AHHC filed this lawsuit because the Department was ignoring the medical needs of recipients and not following the law.  In his Order, Judge Overby expressed great concern about testimony by the Medicaid Director Dr. Craigan Gray that his agency is bound to follow the law only if it has the money!  As the Order states: “The state surely cannot and would not tolerate such a position by its corporate and individual citizens.”  It is AHHC’s position that Medicaid must follow the law in all cases and not continue perpetuating untruths about the numbers of people ineligible for the services. 
 
“We could not be more delighted with the court’s decision in ruling on behalf of 37,000 PCS patients” said Tim Rogers, CEO of the Association for Home and Hospice Care. “The court stated emphatically medical necessity is the key to who should receive care – and that has been our point all along.

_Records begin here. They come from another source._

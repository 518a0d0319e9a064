//! Global arguments that apply to every subcommand.
//!
//! Declared here and flattened into [`super::Cli`] so that `-v`, `-q`, etc.
//! are available on any invocation without repetition

use clap::Args;
use std::path::PathBuf;

/// Global arguments for all commands.
#[derive(Debug, Args)]
pub struct GlobalArgs {
    /// Increase logging verbosity.
    ///
    /// Pass once for INFO (`-v`), twice for DEBUG (`-vv`), three times for
    /// TRACE (`-vvv`).  Conflicts with `--quiet`.
    #[arg(
        short = 'v',
        long = "verbose",
        action = clap::ArgAction::Count,
        global = true,
        help = "Increase verbosity (-v, -vv, -vvv)",
        long_help = "Increase logging verbosity:
    (none)  - Only errors
    -v      - Info level (progress messages)
    -vv     - Debug level (detailed diagnostics)
    -vvv    - Trace level (very verbose)"
    )]
    pub verbose: u8,

    /// Suppress all non-error output.
    #[arg(
        short = 'q',
        long = "quiet",
        global = true,
        conflicts_with = "verbose",
        help = "Suppress non-error output"
    )]
    pub quiet: bool,

    /// Disable ANSI colour codes.
    ///
    /// Automatically honoured when `NO_COLOR` is set in the environment
    /// (see <https://no-color.org>).
    #[arg(
        long = "no-color",
        global = true,
        env = "NO_COLOR",
        value_parser = clap::builder::FalseyValueParser::new(),
        help = "Disable colored output"
    )]
    pub no_color: bool,

    /// Configuration file path.
    #[arg(
        short = 'c',
        long = "config",
        global = true,
        value_name = "FILE",
        help = "Configuration file path"
    )]
    pub config: Option<PathBuf>,

    /// Machine-readable output format.
    #[arg(
        long = "output-format",
        global = true,
        value_enum,
        default_value = "auto",
        help = "Output format"
    )]
    pub output_format: OutputFormat,
}

/// How the CLI should render its output.
#[derive(Debug, Clone, Copy, Default, PartialEq, Eq, clap::ValueEnum)]
pub enum OutputFormat {
    /// Auto-detect based on terminal.
    #[default]
    Auto,
    /// Human-readable with colors.
    Human,
    /// Plain text without colors.
    Plain,
}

In the decision, Judge Overby commented that the faces and plights of individual PCS recipients and their medical needs could not be ignored.
 
“There has been a lot of political rhetoric from DHHS Secretary Lanier Cansler and Medicaid officials claiming they were not cutting care to any patient who needed it. In fact, they are cutting care to needy, qualified  patients not based on medical need but a math formula without a physical examination of a single patient by the State.
 
It’s just common sense a bureaucrat sitting at a computer in Raleigh can’t tell if an eighty year grandmother who is legally blind, diabetic, and an amputee say, in Manteo, is sick and needs home care services. “The injunction halts Secretary Cansler’s plan. On behalf of the patients cared for by North Carolina’s home care industry, we are grateful for this decision and look forward to the full hearing on April 26. Today, the voices of North Carolina’s elderly, disabled, and chronically ill citizens were heard.”